- [What to work on] What you write should be an exact copy of the material, from its first line through the line containing "it was searched.".
▽
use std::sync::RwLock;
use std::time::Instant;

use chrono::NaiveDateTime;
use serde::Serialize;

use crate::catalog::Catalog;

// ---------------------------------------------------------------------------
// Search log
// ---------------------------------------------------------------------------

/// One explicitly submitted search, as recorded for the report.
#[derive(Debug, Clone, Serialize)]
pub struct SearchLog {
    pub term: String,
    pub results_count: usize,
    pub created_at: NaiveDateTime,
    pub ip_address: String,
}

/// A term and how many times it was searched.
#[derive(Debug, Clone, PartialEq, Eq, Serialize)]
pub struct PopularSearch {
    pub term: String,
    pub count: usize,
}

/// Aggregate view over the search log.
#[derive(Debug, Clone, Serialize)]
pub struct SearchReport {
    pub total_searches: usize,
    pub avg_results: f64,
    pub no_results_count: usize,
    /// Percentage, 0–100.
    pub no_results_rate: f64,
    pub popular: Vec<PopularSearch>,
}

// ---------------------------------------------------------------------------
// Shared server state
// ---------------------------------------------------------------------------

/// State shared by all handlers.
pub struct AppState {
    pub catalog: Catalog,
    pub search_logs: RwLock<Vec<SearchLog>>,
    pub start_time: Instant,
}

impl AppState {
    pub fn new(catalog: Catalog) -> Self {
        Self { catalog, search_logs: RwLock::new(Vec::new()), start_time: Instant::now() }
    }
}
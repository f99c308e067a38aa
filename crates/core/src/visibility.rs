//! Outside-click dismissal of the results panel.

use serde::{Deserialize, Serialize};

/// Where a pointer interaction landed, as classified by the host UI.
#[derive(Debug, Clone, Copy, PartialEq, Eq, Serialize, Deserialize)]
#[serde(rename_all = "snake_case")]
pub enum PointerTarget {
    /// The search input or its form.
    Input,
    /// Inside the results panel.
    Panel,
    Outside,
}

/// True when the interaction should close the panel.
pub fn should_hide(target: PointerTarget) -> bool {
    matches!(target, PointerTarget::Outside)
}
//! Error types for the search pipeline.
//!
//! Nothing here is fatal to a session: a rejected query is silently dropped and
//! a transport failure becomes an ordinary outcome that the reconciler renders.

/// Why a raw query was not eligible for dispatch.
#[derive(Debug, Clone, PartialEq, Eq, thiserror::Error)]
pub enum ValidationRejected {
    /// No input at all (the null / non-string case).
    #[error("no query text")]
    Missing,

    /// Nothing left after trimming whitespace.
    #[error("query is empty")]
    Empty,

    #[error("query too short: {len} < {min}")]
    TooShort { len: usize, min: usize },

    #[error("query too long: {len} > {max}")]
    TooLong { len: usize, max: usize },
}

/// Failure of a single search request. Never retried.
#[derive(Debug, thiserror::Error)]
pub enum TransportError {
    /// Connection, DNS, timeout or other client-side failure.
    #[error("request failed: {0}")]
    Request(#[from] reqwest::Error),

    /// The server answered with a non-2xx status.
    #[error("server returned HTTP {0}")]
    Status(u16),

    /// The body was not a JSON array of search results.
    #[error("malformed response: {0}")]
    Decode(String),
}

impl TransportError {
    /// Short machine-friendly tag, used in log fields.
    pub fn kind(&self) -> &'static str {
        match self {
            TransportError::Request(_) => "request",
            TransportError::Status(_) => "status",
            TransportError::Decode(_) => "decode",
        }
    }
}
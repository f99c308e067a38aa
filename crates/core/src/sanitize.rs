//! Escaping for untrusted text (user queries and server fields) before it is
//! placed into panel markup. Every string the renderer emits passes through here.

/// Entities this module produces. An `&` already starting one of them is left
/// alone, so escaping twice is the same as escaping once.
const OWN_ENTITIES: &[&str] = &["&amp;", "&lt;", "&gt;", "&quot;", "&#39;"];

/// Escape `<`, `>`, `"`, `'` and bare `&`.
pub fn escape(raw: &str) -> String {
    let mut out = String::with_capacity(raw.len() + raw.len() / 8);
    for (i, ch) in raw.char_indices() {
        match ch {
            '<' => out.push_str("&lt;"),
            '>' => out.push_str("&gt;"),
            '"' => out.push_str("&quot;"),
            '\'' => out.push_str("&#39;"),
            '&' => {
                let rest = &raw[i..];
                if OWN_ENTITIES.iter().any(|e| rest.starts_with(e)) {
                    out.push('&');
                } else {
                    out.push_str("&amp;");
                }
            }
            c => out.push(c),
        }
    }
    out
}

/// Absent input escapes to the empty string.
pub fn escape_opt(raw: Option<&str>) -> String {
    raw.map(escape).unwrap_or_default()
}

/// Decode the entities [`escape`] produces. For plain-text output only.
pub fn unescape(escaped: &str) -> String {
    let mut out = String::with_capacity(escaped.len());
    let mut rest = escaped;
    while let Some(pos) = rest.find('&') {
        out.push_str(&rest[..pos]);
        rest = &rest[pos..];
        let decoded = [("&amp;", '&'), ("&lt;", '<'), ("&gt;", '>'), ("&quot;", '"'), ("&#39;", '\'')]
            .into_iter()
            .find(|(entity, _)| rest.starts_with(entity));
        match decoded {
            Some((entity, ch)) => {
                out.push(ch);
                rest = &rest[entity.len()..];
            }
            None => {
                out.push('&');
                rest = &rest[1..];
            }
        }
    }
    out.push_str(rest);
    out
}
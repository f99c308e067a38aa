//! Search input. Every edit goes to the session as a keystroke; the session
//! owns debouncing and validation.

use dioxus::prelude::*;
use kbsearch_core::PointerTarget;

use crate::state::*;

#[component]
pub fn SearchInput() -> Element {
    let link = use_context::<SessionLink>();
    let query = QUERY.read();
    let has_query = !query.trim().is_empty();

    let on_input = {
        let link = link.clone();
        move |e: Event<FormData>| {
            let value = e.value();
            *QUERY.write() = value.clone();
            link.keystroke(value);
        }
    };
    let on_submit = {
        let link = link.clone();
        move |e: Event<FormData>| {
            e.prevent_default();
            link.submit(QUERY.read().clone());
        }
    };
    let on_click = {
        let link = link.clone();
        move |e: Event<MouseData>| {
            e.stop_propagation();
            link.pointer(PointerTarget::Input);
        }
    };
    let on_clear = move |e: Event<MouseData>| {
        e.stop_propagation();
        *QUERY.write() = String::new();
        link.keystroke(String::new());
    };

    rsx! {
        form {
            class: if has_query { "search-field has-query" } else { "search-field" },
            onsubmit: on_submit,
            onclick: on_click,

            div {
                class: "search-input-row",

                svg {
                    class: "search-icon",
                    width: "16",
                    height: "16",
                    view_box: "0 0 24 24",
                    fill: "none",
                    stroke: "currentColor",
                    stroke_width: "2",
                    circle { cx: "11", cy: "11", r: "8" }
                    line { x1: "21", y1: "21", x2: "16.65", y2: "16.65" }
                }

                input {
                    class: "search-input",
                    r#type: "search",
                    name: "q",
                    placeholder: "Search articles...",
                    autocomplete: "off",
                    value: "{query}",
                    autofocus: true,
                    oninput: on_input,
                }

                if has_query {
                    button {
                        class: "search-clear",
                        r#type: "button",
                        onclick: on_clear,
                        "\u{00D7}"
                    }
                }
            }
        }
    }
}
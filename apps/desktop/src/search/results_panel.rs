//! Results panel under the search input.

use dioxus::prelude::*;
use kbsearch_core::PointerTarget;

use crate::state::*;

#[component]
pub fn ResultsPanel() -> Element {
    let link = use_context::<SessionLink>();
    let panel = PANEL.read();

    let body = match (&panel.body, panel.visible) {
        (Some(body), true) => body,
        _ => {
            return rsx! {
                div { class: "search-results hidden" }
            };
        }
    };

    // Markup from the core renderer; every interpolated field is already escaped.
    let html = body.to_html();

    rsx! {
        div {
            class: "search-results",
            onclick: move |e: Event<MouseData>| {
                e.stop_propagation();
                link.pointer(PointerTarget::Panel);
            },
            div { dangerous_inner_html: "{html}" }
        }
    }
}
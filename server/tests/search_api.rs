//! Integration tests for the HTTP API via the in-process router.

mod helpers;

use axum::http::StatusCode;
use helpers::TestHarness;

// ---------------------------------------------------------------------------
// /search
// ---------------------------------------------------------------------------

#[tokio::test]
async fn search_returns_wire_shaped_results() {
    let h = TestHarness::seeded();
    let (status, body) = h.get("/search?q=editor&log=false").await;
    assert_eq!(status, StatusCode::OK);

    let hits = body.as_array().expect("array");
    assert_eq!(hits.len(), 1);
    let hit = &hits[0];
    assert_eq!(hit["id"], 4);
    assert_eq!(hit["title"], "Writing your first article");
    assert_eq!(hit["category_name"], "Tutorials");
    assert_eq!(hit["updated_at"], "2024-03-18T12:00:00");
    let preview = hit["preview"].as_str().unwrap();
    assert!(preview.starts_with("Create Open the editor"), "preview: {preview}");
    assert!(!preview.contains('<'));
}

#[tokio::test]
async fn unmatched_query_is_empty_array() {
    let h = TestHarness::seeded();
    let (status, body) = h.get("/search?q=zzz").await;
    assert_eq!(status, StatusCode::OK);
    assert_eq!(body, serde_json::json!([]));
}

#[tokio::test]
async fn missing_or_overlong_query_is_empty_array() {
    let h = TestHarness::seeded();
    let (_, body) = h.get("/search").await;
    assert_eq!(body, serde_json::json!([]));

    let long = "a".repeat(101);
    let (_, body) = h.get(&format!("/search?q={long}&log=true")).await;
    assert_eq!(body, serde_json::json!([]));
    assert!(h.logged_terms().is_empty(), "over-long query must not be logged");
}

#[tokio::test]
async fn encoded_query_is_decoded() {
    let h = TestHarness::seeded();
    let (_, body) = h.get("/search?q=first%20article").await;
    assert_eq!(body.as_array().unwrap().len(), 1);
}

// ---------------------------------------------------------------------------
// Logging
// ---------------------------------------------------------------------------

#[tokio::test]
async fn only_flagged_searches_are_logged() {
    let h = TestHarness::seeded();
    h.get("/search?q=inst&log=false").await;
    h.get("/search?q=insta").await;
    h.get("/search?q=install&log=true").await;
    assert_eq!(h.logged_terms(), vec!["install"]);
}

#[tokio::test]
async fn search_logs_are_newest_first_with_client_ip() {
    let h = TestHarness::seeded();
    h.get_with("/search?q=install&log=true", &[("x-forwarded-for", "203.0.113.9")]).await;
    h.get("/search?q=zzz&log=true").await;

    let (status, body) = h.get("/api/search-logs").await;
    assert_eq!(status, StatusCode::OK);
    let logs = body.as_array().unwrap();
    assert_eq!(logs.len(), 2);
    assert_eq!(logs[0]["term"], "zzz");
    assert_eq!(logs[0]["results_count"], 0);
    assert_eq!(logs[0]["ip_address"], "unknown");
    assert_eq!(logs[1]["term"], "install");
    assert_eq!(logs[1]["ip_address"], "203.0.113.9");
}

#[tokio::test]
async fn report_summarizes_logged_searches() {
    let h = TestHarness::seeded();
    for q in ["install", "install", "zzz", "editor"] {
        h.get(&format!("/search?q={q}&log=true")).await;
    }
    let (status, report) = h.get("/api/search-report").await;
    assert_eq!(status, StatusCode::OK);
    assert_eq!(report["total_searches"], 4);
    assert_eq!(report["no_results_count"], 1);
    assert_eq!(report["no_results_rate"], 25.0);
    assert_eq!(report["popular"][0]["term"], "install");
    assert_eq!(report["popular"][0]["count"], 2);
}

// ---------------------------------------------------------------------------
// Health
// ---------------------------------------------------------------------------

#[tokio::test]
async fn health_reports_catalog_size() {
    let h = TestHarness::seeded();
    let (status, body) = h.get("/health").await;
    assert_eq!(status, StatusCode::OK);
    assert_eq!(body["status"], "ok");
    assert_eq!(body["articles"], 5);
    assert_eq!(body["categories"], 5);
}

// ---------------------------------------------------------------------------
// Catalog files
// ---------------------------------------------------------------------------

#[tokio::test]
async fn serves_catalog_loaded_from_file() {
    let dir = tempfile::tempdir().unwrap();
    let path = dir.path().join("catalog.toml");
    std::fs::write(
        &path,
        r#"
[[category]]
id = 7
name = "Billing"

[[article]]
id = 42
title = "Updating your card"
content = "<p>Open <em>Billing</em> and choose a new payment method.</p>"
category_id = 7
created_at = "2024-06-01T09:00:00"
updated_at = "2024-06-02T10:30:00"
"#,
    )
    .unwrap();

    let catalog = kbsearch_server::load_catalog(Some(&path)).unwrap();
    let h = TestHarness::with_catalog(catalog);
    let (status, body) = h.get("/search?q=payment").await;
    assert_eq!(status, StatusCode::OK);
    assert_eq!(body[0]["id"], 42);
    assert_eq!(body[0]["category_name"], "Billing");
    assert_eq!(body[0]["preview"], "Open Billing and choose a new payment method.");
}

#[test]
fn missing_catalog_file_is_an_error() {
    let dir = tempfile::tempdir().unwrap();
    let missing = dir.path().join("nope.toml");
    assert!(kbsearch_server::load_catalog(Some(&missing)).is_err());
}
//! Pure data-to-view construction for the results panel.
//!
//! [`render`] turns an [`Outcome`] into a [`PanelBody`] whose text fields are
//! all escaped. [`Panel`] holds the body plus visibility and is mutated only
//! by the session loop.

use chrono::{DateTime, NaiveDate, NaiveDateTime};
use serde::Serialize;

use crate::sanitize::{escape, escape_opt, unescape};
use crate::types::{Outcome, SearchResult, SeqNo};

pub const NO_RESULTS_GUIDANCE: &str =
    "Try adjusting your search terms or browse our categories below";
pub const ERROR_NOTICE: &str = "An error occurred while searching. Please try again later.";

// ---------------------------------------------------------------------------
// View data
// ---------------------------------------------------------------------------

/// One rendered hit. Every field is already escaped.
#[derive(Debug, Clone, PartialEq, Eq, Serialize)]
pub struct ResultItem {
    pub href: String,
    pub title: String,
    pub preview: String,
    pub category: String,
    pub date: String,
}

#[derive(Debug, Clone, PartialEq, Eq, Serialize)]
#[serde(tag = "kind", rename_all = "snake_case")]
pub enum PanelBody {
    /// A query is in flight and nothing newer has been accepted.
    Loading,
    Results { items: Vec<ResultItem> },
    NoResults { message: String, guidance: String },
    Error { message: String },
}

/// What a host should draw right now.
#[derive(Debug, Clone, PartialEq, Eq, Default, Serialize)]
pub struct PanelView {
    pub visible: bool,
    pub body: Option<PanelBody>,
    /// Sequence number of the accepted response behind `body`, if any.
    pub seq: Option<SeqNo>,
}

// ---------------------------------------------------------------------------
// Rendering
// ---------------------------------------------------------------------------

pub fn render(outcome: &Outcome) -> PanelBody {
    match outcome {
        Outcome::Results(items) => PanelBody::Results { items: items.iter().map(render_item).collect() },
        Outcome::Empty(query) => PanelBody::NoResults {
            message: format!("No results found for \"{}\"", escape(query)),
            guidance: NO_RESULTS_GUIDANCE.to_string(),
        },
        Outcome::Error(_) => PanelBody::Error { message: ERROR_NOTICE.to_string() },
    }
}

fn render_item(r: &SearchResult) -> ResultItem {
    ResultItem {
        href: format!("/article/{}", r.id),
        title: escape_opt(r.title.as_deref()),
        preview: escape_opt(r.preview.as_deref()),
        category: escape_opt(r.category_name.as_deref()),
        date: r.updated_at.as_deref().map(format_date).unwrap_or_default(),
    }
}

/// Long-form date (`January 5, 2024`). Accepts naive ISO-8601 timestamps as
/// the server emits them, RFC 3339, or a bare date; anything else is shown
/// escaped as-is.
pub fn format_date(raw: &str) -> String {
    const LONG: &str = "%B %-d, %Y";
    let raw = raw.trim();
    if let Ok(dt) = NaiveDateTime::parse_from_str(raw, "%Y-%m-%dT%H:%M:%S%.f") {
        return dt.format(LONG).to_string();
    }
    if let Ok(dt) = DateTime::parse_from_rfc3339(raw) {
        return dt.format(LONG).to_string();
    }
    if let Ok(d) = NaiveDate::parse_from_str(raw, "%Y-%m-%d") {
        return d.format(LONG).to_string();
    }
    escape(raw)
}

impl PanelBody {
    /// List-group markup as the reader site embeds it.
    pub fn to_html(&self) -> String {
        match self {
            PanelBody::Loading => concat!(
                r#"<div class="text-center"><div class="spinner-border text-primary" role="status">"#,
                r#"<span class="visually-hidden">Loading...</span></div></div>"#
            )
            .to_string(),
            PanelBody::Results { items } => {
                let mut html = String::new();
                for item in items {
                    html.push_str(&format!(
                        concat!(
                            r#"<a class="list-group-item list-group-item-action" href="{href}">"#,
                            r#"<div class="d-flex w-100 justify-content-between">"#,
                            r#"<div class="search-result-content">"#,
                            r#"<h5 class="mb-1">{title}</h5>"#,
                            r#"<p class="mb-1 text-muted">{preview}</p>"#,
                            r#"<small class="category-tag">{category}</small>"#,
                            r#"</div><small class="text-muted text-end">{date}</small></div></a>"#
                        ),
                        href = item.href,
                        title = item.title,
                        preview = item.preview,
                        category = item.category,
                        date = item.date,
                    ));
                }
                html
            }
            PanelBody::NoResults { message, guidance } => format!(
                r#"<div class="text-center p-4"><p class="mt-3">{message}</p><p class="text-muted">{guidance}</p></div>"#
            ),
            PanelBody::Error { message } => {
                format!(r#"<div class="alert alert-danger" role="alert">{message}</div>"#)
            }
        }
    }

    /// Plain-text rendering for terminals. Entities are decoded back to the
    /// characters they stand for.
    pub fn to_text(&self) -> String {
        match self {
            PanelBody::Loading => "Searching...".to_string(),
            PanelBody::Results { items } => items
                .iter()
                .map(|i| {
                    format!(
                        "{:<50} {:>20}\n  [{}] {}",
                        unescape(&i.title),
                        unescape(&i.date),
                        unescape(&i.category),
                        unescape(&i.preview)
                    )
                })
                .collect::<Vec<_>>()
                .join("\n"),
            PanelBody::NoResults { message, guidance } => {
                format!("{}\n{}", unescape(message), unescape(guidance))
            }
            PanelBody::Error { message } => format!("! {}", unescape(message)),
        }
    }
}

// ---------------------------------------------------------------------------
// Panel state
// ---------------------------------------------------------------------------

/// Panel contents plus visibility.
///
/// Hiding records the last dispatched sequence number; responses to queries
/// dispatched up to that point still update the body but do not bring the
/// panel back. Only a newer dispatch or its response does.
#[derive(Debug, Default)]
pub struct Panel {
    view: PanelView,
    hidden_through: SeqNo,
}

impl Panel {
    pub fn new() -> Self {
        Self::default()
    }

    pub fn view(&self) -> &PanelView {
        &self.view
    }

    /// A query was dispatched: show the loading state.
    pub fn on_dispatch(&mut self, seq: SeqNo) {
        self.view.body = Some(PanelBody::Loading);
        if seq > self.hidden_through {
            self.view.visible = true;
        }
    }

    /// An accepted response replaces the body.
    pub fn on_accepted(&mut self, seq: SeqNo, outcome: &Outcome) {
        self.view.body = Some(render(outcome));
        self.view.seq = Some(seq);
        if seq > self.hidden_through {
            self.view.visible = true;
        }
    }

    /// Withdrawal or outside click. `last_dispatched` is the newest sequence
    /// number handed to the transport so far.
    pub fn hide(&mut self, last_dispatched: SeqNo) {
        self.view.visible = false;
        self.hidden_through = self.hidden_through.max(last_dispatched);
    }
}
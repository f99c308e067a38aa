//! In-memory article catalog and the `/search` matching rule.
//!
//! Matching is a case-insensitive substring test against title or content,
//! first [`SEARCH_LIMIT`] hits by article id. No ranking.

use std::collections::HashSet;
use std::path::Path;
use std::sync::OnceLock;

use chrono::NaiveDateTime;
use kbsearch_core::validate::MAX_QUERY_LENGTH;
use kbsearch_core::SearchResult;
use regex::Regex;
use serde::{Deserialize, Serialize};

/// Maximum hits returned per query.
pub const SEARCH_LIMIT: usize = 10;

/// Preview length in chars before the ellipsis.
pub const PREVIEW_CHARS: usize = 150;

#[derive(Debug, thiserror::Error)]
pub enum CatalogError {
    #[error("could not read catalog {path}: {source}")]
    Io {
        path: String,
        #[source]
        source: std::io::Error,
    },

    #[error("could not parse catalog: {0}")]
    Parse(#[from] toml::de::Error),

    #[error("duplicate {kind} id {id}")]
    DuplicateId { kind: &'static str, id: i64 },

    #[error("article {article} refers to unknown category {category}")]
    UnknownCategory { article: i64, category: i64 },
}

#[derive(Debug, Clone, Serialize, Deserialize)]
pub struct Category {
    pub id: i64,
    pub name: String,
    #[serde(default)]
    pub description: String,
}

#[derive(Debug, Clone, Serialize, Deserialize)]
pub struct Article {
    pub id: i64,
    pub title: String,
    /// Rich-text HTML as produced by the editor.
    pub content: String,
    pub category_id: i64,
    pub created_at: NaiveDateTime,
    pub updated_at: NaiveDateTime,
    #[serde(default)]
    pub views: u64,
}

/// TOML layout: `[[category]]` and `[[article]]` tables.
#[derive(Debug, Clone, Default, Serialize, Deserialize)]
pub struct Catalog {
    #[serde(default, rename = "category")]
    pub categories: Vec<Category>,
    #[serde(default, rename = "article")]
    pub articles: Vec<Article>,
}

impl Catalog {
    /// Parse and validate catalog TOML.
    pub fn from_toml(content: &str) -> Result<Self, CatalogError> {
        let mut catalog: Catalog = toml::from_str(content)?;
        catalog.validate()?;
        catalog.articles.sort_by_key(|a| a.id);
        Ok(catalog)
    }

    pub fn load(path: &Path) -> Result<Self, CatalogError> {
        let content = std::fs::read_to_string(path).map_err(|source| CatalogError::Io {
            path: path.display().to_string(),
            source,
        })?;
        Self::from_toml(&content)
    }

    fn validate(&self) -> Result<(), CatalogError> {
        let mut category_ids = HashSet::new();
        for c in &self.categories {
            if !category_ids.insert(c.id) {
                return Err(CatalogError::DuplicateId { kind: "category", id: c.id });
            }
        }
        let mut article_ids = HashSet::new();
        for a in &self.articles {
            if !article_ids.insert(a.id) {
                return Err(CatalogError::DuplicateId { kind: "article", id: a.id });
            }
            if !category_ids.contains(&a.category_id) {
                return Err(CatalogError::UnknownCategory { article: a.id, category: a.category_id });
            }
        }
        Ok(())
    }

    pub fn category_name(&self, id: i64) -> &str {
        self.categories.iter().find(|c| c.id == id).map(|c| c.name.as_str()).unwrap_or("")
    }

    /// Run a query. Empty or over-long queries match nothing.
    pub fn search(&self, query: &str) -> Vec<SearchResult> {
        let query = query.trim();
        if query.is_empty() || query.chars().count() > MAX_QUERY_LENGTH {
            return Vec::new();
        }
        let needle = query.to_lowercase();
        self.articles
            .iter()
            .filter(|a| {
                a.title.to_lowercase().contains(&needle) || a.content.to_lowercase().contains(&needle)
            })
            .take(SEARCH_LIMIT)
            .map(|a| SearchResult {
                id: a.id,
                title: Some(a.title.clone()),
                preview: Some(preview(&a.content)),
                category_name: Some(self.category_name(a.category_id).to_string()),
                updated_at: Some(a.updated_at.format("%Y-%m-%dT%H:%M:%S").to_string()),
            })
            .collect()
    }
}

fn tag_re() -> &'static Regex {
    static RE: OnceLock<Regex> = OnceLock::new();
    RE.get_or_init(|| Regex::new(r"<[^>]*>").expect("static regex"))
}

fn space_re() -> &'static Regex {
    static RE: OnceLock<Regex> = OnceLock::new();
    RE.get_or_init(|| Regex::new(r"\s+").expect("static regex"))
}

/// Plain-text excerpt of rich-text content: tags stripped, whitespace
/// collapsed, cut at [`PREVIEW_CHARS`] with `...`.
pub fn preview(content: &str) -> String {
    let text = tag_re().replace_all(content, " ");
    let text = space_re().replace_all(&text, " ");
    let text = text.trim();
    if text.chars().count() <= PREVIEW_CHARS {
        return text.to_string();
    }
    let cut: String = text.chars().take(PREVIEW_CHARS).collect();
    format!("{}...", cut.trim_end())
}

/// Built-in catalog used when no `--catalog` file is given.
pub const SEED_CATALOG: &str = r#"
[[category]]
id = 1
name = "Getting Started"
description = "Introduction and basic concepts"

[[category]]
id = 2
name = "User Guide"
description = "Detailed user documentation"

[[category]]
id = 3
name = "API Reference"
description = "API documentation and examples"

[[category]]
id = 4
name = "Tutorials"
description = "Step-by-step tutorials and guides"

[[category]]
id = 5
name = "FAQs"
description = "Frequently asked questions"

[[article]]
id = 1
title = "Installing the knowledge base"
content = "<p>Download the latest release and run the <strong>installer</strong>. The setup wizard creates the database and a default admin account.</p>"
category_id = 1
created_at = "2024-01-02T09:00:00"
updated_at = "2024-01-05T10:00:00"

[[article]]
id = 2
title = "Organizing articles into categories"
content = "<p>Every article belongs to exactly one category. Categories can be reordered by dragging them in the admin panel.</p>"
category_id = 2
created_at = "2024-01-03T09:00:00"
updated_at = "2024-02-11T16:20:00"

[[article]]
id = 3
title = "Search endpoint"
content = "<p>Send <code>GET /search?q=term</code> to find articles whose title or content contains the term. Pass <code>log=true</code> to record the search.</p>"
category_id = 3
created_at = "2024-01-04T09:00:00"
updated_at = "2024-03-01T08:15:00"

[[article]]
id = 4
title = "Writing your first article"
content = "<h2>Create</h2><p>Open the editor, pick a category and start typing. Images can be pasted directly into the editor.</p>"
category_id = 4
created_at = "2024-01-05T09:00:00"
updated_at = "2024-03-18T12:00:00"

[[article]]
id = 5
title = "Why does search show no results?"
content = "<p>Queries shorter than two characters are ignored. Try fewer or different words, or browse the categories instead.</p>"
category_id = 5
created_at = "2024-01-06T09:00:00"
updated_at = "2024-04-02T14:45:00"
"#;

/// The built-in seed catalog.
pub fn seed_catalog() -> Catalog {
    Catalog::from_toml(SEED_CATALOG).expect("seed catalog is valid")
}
△
- [Your solution]
use std::sync::RwLock;
use std::time::Instant;

use chrono::NaiveDateTime;
use serde::Serialize;

use crate::catalog::Catalog;

// ---------------------------------------------------------------------------
// Search log
// ---------------------------------------------------------------------------

/// One explicitly submitted search, as recorded for the report.
#[derive(Debug, Clone, Serialize)]
pub struct SearchLog {
    pub term: String,
    pub results_count: usize,
    pub created_at: NaiveDateTime,
    pub ip_address: String,
}

/// A term and how many times it was searched.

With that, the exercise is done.